所有这些函数都是libc中的实际用户空间函数。这样你的二进制文件就被链接了。但是大多数只是syscalls的小包装,syscalls是userspace和内核之间的接口(参见syscall(2)))。
Note that functions that are purely userspace (like fmod(3)
) or do some things in userspace in addition to calling the kernel (like execl(3)
) have their manpages in the section 3 while functions that just call the kernel (like read(2)

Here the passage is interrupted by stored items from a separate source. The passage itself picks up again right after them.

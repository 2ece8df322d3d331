//! Token-creation worker: launches a new agent token on the launchpad from
//! a mention request (metadata upload, then the launch call), and replies
//! with the dashboard link.

use std::sync::Arc;

use anyhow::{Context, Result};
use async_trait::async_trait;

use parakeet_core::models::{CapabilityId, MentionJob, ReplyJob};
use parakeet_queue::{LaneContext, Worker};
use parakeet_services::launchpad::{CreateTokenMetadata, CreatedByTwitter, LaunchTokenRequest};
use parakeet_services::Tweet;

use super::parse::{field_after, word_after};
use super::support::{
    fresh_mentions, mark_checked, mark_tweet_used, matches_catch_phrase, WorkerDeps,
};

const CREATION_HOUR_CHECK: f64 = 0.1;
const FAILURE_REPLY: &str =
    "oops! something went wrong with your token launch attempt. please check the request format and try again.";

pub struct TokenCreationWorker {
    deps: Arc<WorkerDeps>,
}

struct LaunchDetails {
    symbol: String,
    mint: Option<String>,
    username: String,
}

impl TokenCreationWorker {
    pub fn new(deps: Arc<WorkerDeps>) -> Self {
        Self { deps }
    }

    async fn verify_and_launch(
        &self,
        tweet: &Tweet,
        job: &MentionJob,
    ) -> Result<Option<LaunchDetails>> {
        let text = &tweet.text;
        if !matches_catch_phrase(text, &job.details.tools_catch_phrase) {
            tracing::debug!(tweet_id = %tweet.id, "not a token launch tweet");
            return Ok(None);
        }

        let ticker = word_after(text, "new agent").context("missing ticker")?;
        let description = field_after(text, "who is").context("missing description")?;
        let agent_name = field_after(text, "Agent name:").context("missing agent name")?;

        // Profile picture: explicit link, else the first media attachment.
        let pfp_link = field_after(text, "PFP Link:")
            .or_else(|| tweet.media_keys.first().cloned())
            .context("missing profile picture")?;

        let author_id = tweet.author_id.as_deref().context("tweet has no author")?;
        let author = self.deps.profiles.by_id(author_id, false).await?;

        let (image, mime_type) = self
            .deps
            .social
            .fetch_image(&pfp_link)
            .await
            .context("profile picture fetch failed")?;

        let upload = self
            .deps
            .launchpad
            .upload_metadata(CreateTokenMetadata {
                name: agent_name.clone(),
                symbol: ticker.clone(),
                description: description.clone(),
                file: image,
                mime_type,
                twitter: Some(author.username.clone()),
                telegram: None,
                website: None,
            })
            .await?;

        let launched = self
            .deps
            .launchpad
            .launch_token(&LaunchTokenRequest {
                name: agent_name,
                ticker: ticker.clone(),
                description,
                image: upload.metadata.image.clone(),
                prompt: job.prompt.clone(),
                token_metadata: upload.metadata,
                metadata_uri: upload.metadata_uri,
                created_by: job.handle.clone(),
                created_by_twitter: CreatedByTwitter {
                    username: author.username.clone(),
                    user_id: author.id.clone(),
                    tweet_id: tweet.id.clone(),
                },
            })
            .await?;

        Ok(Some(LaunchDetails {
            symbol: ticker,
            mint: launched
                .get("mint")
                .and_then(|v| v.as_str())
                .map(str::to_string),
            username: author.username,
        }))
    }

    async fn scan(&self, job: &MentionJob) -> Result<()> {
        let Some((_profile, tweets)) = fresh_mentions(
            &self.deps,
            CapabilityId::TokenCreation,
            CREATION_HOUR_CHECK,
            &job.handle,
        )
        .await?
        else {
            return Ok(());
        };

        for tweet in tweets {
            match self.verify_and_launch(&tweet, job).await {
                Ok(Some(details)) => {
                    let dashboard = details
                        .mint
                        .map(|mint| format!("\ndashboard: /{}", mint))
                        .unwrap_or_default();
                    self.deps.priority_queue.push(ReplyJob::text(
                        &tweet.id,
                        format!(
                            "@{} {} is live{}",
                            details.username, details.symbol, dashboard
                        ),
                    ));
                }
                Ok(None) => {}
                Err(err) => {
                    tracing::error!(tweet_id = %tweet.id, error = %err, "token launch failed");
                    self.deps
                        .priority_queue
                        .push(ReplyJob::text(&tweet.id, FAILURE_REPLY));
                }
            }
            mark_tweet_used(
                &self.deps.cache,
                CapabilityId::TokenCreation,
                &tweet.id,
                "token launch tweet",
            )
            .await;
        }

        mark_checked(&self.deps.cache, CapabilityId::TokenCreation).await;
        Ok(())
    }
}

#[async_trait]
impl Worker<MentionJob> for TokenCreationWorker {
    async fn poll(&self, job: MentionJob, _ctx: &LaneContext<MentionJob>) -> Result<()> {
        self.scan(&job).await
    }
}

#[cfg(test)]
mod tests {
    use super::*;
    use crate::workers::testing;

    fn job() -> MentionJob {
        let details: parakeet_core::models::RegisterDetails =
            serde_json::from_value(serde_json::json!({
                "metadata": { "handle": "craftybot" },
                "prompt": ["post about ai"],
                "replies_prompt": "reply kindly",
                "tools_catch_phrase": "under the rule of @craftybot"
            }))
            .unwrap();
        MentionJob {
            handle: "craftybot".to_string(),
            prompt: details.replies_prompt.clone(),
            details,
        }
    }

    #[tokio::test]
    async fn test_malformed_launch_gets_failure_reply() {
        // Launchpad is unreachable in tests, so only the parse failure path
        // runs to completion deterministically.
        let social = testing::MockSocial::default();
        social.push_mention(testing::tweet(
            "30",
            "under the rule of @craftybot new agent", // no fields
        ));
        let rig = testing::rig(social);
        let worker = TokenCreationWorker::new(rig.deps.clone());

        worker.scan(&job()).await.unwrap();

        let reply = rig.deps.priority_queue.next().await.unwrap();
        assert_eq!(reply.text, FAILURE_REPLY);
    }

    #[tokio::test]
    async fn test_non_matching_tweet_skipped() {
        let social = testing::MockSocial::default();
        social.push_mention(testing::tweet("31", "hello friend"));
        let rig = testing::rig(social);
        let worker = TokenCreationWorker::new(rig.deps.clone());

        worker.scan(&job()).await.unwrap();

        assert!(rig.deps.priority_queue.is_empty());
    }
}
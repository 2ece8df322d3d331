use tracing_subscriber::{layer::SubscriberExt, util::SubscriberInitExt, EnvFilter};

/// Initialize tracing with an env-filter; `RUST_LOG` overrides the default.
pub fn init_telemetry() -> Result<(), Box<dyn std::error::Error>> {
    tracing_subscriber::registry()
        .with(
            EnvFilter::try_from_default_env()
                .unwrap_or_else(|_| "parakeet=debug,tower_http=debug".into()),
        )
        .with(tracing_subscriber::fmt::layer())
        .init();

    Ok(())
}

pub async fn shutdown_telemetry() {
    tracing::debug!("Telemetry shutdown");
}
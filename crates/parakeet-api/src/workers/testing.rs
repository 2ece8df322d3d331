//! Mock service implementations shared by the worker tests.

use std::sync::atomic::{AtomicBool, AtomicUsize, Ordering};
use std::sync::{Arc, Mutex};
use std::time::Duration;

use anyhow::Result;
use async_trait::async_trait;

use parakeet_core::config::{AgentKitConfig, LaunchpadConfig};
use parakeet_infra::{Cache, MemoryCache};
use parakeet_queue::SerialQueue;
use parakeet_services::{
    AgentKit, AirdropReceipt, Completion, ContextMessage, GithubClient, LanguageModel,
    LaunchpadClient, NftCollectionSpec, PublicMetrics, SocialPlatform, SvmAgentKits,
    ToolInvocation, ToolSpec, Tweet, UserProfile,
};

use super::support::{ProfileDirectory, WorkerDeps};

pub(crate) fn tweet(id: &str, text: &str) -> Tweet {
    Tweet {
        id: id.to_string(),
        text: text.to_string(),
        author_id: Some(format!("author-{}", id)),
        referenced_tweets: Vec::new(),
        media_keys: Vec::new(),
    }
}

#[derive(Default)]
pub(crate) struct MockSocial {
    mentions: Mutex<Vec<Tweet>>,
    timeline: Mutex<Vec<Tweet>>,
    pub posted_tweets: Mutex<Vec<String>>,
    /// (text, in_reply_to, media_ids)
    pub posted_replies: Mutex<Vec<(String, String, Vec<String>)>>,
    username_lookups: AtomicUsize,
    pub fail_posts: AtomicBool,
    pub followers_count: AtomicUsize,
}

impl MockSocial {
    pub(crate) fn push_mention(&self, tweet: Tweet) {
        self.mentions.lock().unwrap().push(tweet);
    }

    pub(crate) fn push_timeline(&self, tweet: Tweet) {
        self.timeline.lock().unwrap().push(tweet);
    }

    pub(crate) fn username_lookups(&self) -> usize {
        self.username_lookups.load(Ordering::SeqCst)
    }

    fn profile(&self, id: String, username: String) -> UserProfile {
        UserProfile {
            id,
            username,
            public_metrics: Some(PublicMetrics {
                followers_count: self.followers_count.load(Ordering::SeqCst) as u64,
            }),
        }
    }
}

#[async_trait]
impl SocialPlatform for MockSocial {
    async fn user_by_username(&self, username: &str) -> Result<UserProfile> {
        self.username_lookups.fetch_add(1, Ordering::SeqCst);
        Ok(self.profile(format!("uid-{}", username), username.to_string()))
    }

    async fn user_by_id(&self, user_id: &str) -> Result<UserProfile> {
        Ok(self.profile(user_id.to_string(), format!("user{}", user_id)))
    }

    async fn mention_timeline(&self, _user_id: &str) -> Result<Vec<Tweet>> {
        Ok(self.mentions.lock().unwrap().clone())
    }

    async fn user_timeline(&self, _user_id: &str, max_results: u32) -> Result<Vec<Tweet>> {
        let timeline = self.timeline.lock().unwrap();
        Ok(timeline.iter().take(max_results as usize).cloned().collect())
    }

    async fn post_tweet(&self, text: &str) -> Result<String> {
        if self.fail_posts.load(Ordering::SeqCst) {
            anyhow::bail!("post rejected");
        }
        self.posted_tweets.lock().unwrap().push(text.to_string());
        Ok("posted".to_string())
    }

    async fn post_reply(
        &self,
        text: &str,
        in_reply_to: &str,
        media_ids: &[String],
    ) -> Result<String> {
        if self.fail_posts.load(Ordering::SeqCst) {
            anyhow::bail!("reply rejected");
        }
        self.posted_replies.lock().unwrap().push((
            text.to_string(),
            in_reply_to.to_string(),
            media_ids.to_vec(),
        ));
        Ok("replied".to_string())
    }

    async fn upload_media(&self, _bytes: Vec<u8>, _mime_type: &str) -> Result<String> {
        Ok("media-1".to_string())
    }

    async fn fetch_image(&self, _url: &str) -> Result<(Vec<u8>, String)> {
        Ok((vec![1, 2, 3], "image/png".to_string()))
    }
}

pub(crate) struct MockLlm {
    pub response: Mutex<String>,
    pub tool_calls: Mutex<Vec<ToolInvocation>>,
    pub prompts: Mutex<Vec<String>>,
}

impl Default for MockLlm {
    fn default() -> Self {
        Self {
            response: Mutex::new("mock reply".to_string()),
            tool_calls: Mutex::new(Vec::new()),
            prompts: Mutex::new(Vec::new()),
        }
    }
}

#[async_trait]
impl LanguageModel for MockLlm {
    async fn complete(&self, prompt: &str, _context: &[ContextMessage]) -> Result<String> {
        self.prompts.lock().unwrap().push(prompt.to_string());
        Ok(self.response.lock().unwrap().clone())
    }

    async fn complete_with_tools(
        &self,
        prompt: &str,
        _context: &[ContextMessage],
        _tools: &[ToolSpec],
    ) -> Result<Completion> {
        self.prompts.lock().unwrap().push(prompt.to_string());
        Ok(Completion {
            content: Some(self.response.lock().unwrap().clone()),
            tool_calls: self.tool_calls.lock().unwrap().clone(),
        })
    }
}

#[derive(Default)]
pub(crate) struct MockKit {
    pub trades: Mutex<Vec<(String, f64, String, f64)>>,
    pub stakes: Mutex<Vec<f64>>,
    pub lends: Mutex<Vec<f64>>,
    pub deploys: Mutex<Vec<String>>,
    pub airdrops: Mutex<Vec<(String, u64, usize)>>,
    pub fail: AtomicBool,
}

#[async_trait]
impl AgentKit for MockKit {
    async fn deploy_token(
        &self,
        name: &str,
        _uri: &str,
        _symbol: &str,
        _decimals: u8,
        _initial_supply: u64,
    ) -> Result<String> {
        if self.fail.load(Ordering::SeqCst) {
            anyhow::bail!("deploy failed");
        }
        self.deploys.lock().unwrap().push(name.to_string());
        Ok("mint-addr".to_string())
    }

    async fn create_nft_collection(&self, _spec: &NftCollectionSpec) -> Result<String> {
        if self.fail.load(Ordering::SeqCst) {
            anyhow::bail!("collection failed");
        }
        Ok("collection-addr".to_string())
    }

    async fn trade(
        &self,
        target_mint: &str,
        amount: f64,
        source_mint: &str,
        slippage_bps: f64,
    ) -> Result<String> {
        if self.fail.load(Ordering::SeqCst) {
            anyhow::bail!("trade failed");
        }
        self.trades.lock().unwrap().push((
            target_mint.to_string(),
            amount,
            source_mint.to_string(),
            slippage_bps,
        ));
        Ok("trade-sig".to_string())
    }

    async fn lend(&self, amount: f64) -> Result<String> {
        if self.fail.load(Ordering::SeqCst) {
            anyhow::bail!("lend failed");
        }
        self.lends.lock().unwrap().push(amount);
        Ok("lend-sig".to_string())
    }

    async fn stake(&self, amount: f64) -> Result<String> {
        if self.fail.load(Ordering::SeqCst) {
            anyhow::bail!("stake failed");
        }
        self.stakes.lock().unwrap().push(amount);
        Ok("stake-sig".to_string())
    }

    async fn airdrop(
        &self,
        mint: &str,
        amount_per_recipient: u64,
        recipients: &[String],
    ) -> Result<AirdropReceipt> {
        if self.fail.load(Ordering::SeqCst) {
            anyhow::bail!("airdrop failed");
        }
        self.airdrops.lock().unwrap().push((
            mint.to_string(),
            amount_per_recipient,
            recipients.len(),
        ));
        Ok(AirdropReceipt {
            signature: "airdrop-sig".to_string(),
            cost_estimate: 4242,
        })
    }

    async fn fetch_price(&self, _mint: &str) -> Result<String> {
        if self.fail.load(Ordering::SeqCst) {
            anyhow::bail!("price failed");
        }
        Ok("1.23".to_string())
    }
}

/// Worker deps over in-memory mocks, with the mocks kept reachable for
/// assertions.
pub(crate) struct TestRig {
    pub deps: Arc<WorkerDeps>,
    pub social: Arc<MockSocial>,
    pub llm: Arc<MockLlm>,
    pub kit: Arc<MockKit>,
}

pub(crate) fn rig(social: MockSocial) -> TestRig {
    rig_with(social, MockLlm::default(), MockKit::default())
}

pub(crate) fn rig_with(social: MockSocial, llm: MockLlm, kit: MockKit) -> TestRig {
    let social = Arc::new(social);
    let llm = Arc::new(llm);
    let kit = Arc::new(kit);
    let cache: Arc<dyn Cache> = Arc::new(MemoryCache::new());
    let timeout = Duration::from_secs(5);

    let agentkit_config = AgentKitConfig {
        api_base: "http://127.0.0.1:7010".to_string(),
        rpc_endpoint: None,
        private_key: None,
    };
    let launchpad_config = LaunchpadConfig {
        api_base: "http://127.0.0.1:7020".to_string(),
        api_key: None,
        metadata_endpoint: "http://127.0.0.1:7020/api/ipfs".to_string(),
    };

    let deps = Arc::new(WorkerDeps {
        cache: cache.clone(),
        social: social.clone(),
        llm: llm.clone(),
        profiles: ProfileDirectory::new(
            social.clone(),
            cache.clone(),
            Duration::from_secs(86_400),
        ),
        agent_kits: Arc::new(SvmAgentKits::new(
            kit.clone(),
            &agentkit_config.api_base,
            timeout,
        )),
        launchpad: Arc::new(LaunchpadClient::new(&launchpad_config, timeout).unwrap()),
        github: Arc::new(GithubClient::new(timeout).unwrap()),
        reply_queue: SerialQueue::new(),
        priority_queue: SerialQueue::new(),
    });
    TestRig {
        deps,
        social,
        llm,
        kit,
    }
}
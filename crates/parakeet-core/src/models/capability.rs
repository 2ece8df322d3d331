use serde::{Deserialize, Serialize};
use std::fmt::{Display, Formatter, Result as FmtResult};
use std::str::FromStr;
use utoipa::ToSchema;

/// One independent automation feature with its own gate/queue/scheduler lane.
#[derive(Debug, Clone, Copy, Serialize, Deserialize, PartialEq, Eq, Hash, ToSchema)]
#[serde(rename_all = "snake_case")]
pub enum CapabilityId {
    Reply,
    PriorityReply,
    Tweet,
    HotProfiles,
    Mentions,
    TokenCreation,
    TokenDeploy,
    NftCreation,
    TokenSwap,
    TokenLend,
    SolStake,
    TokenAirdrop,
    TokenPrice,
    Github,
}

impl CapabilityId {
    pub const ALL: [CapabilityId; 14] = [
        CapabilityId::Reply,
        CapabilityId::PriorityReply,
        CapabilityId::Tweet,
        CapabilityId::HotProfiles,
        CapabilityId::Mentions,
        CapabilityId::TokenCreation,
        CapabilityId::TokenDeploy,
        CapabilityId::NftCreation,
        CapabilityId::TokenSwap,
        CapabilityId::TokenLend,
        CapabilityId::SolStake,
        CapabilityId::TokenAirdrop,
        CapabilityId::TokenPrice,
        CapabilityId::Github,
    ];

    /// Namespace prefix for this capability's per-tweet dedup cache keys.
    pub fn dedup_prefix(&self) -> &'static str {
        match self {
            CapabilityId::TokenCreation => "tokentwtidused",
            CapabilityId::TokenDeploy => "tokendeploytwtidused",
            CapabilityId::NftCreation => "nftcreationtwtidused",
            CapabilityId::TokenSwap => "tokenswaptwtidused",
            CapabilityId::TokenLend => "tokenlendtwtidused",
            CapabilityId::SolStake => "solstaketwtidused",
            CapabilityId::TokenAirdrop => "tokenairdroptwtidused",
            CapabilityId::TokenPrice => "tokenpricetwtidused",
            CapabilityId::Github => "githubtwtidused",
            _ => "twtidused",
        }
    }

    /// Namespace key for this capability's last-checked debounce stamp.
    pub fn debounce_key(&self) -> &'static str {
        match self {
            CapabilityId::Tweet => "lasttweettime",
            CapabilityId::Mentions => "lastmentionedcheck",
            CapabilityId::TokenCreation => "lasttokenmentionedcheck",
            CapabilityId::TokenDeploy => "lasttokendeploymentionedcheck",
            CapabilityId::NftCreation => "lastnftcreationmentionedcheck",
            CapabilityId::TokenSwap => "lasttokenswapmentionedcheck",
            CapabilityId::TokenLend => "lasttokenlendmentionedcheck",
            CapabilityId::SolStake => "lastsolstakementionedcheck",
            CapabilityId::TokenAirdrop => "lasttokenairdropmentionedcheck",
            CapabilityId::TokenPrice => "lasttokenpricementionedcheck",
            CapabilityId::Github => "lastgithubmentionedcheck",
            _ => "lastcheck",
        }
    }
}

impl Display for CapabilityId {
    fn fmt(&self, f: &mut Formatter<'_>) -> FmtResult {
        let name = match self {
            CapabilityId::Reply => "reply",
            CapabilityId::PriorityReply => "priority_reply",
            CapabilityId::Tweet => "tweet",
            CapabilityId::HotProfiles => "hot_profiles",
            CapabilityId::Mentions => "mentions",
            CapabilityId::TokenCreation => "token_creation",
            CapabilityId::TokenDeploy => "token_deploy",
            CapabilityId::NftCreation => "nft_creation",
            CapabilityId::TokenSwap => "token_swap",
            CapabilityId::TokenLend => "token_lend",
            CapabilityId::SolStake => "sol_stake",
            CapabilityId::TokenAirdrop => "token_airdrop",
            CapabilityId::TokenPrice => "token_price",
            CapabilityId::Github => "github",
        };
        write!(f, "{}", name)
    }
}

impl FromStr for CapabilityId {
    type Err = anyhow::Error;

    fn from_str(s: &str) -> Result<Self, Self::Err> {
        match s {
            "reply" => Ok(CapabilityId::Reply),
            "priority_reply" => Ok(CapabilityId::PriorityReply),
            "tweet" => Ok(CapabilityId::Tweet),
            "hot_profiles" => Ok(CapabilityId::HotProfiles),
            "mentions" => Ok(CapabilityId::Mentions),
            "token_creation" => Ok(CapabilityId::TokenCreation),
            "token_deploy" => Ok(CapabilityId::TokenDeploy),
            "nft_creation" => Ok(CapabilityId::NftCreation),
            "token_swap" => Ok(CapabilityId::TokenSwap),
            "token_lend" => Ok(CapabilityId::TokenLend),
            "sol_stake" => Ok(CapabilityId::SolStake),
            "token_airdrop" => Ok(CapabilityId::TokenAirdrop),
            "token_price" => Ok(CapabilityId::TokenPrice),
            "github" => Ok(CapabilityId::Github),
            _ => Err(anyhow::anyhow!("Invalid capability id: {}", s)),
        }
    }
}

#[cfg(test)]
mod tests {
    use super::*;

    #[test]
    fn test_display_round_trips() {
        for id in CapabilityId::ALL {
            let parsed: CapabilityId = id.to_string().parse().unwrap();
            assert_eq!(parsed, id);
        }
    }

    #[test]
    fn test_dedup_prefixes_are_namespaced() {
        // Tool lanes must not share dedup keys with the mentions lane.
        assert_ne!(
            CapabilityId::TokenSwap.dedup_prefix(),
            CapabilityId::Mentions.dedup_prefix()
        );
        assert_ne!(
            CapabilityId::TokenSwap.dedup_prefix(),
            CapabilityId::TokenLend.dedup_prefix()
        );
    }

    #[test]
    fn test_invalid_capability_rejected() {
        assert!("warp_drive".parse::<CapabilityId>().is_err());
    }
}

) have them in the section 2.
注意,纯用户空间的函数(如fmod(3))或在用户空间中除了调用内核(如execl(3))之外做一些事情的函数(如execl(3))在第3节中有它们的手册页,而仅调用内核的函数(如read(2))在第2节中有它们。
#2
1
using this simple code :
使用这个简单的代码:
int main()
{
int f = open("/tmp/test.txt", O_CREAT | O_RDWR, 0666);
write(f, "hello world", 11);
close(f);
return 0;
}
you can use strace
to find system calls used in the binary file :
您可以使用strace查找二进制文件中使用的系统调用:
gcc test.c -o test
strace ./test
the result is something like this :
结果是这样的:
.
.
.
open("/tmp/test.txt", O_RDWR|O_CREAT, 0666) = 3
write(3, "hello world", 11) = 11
close(3) = 0
exit_group(0) = ?
as for fork()
, it's actually a wrapper around clone()
system call
至于fork(),它实际上是克隆()系统调用的包装器
#1
6
All such functions are real userspace functions in libc.so
that your binary is linked against. But most of them are just tiny wrappers for syscalls which are the interface between the userspace and the kernel (see also syscall(2)
).
所有这些函数都是libc中的实际用户空间函数。这样你的二进制文件就被链接了。但是大多数只是syscalls的小包装,syscalls是userspace和内核之间的接口(参见syscall(2)))。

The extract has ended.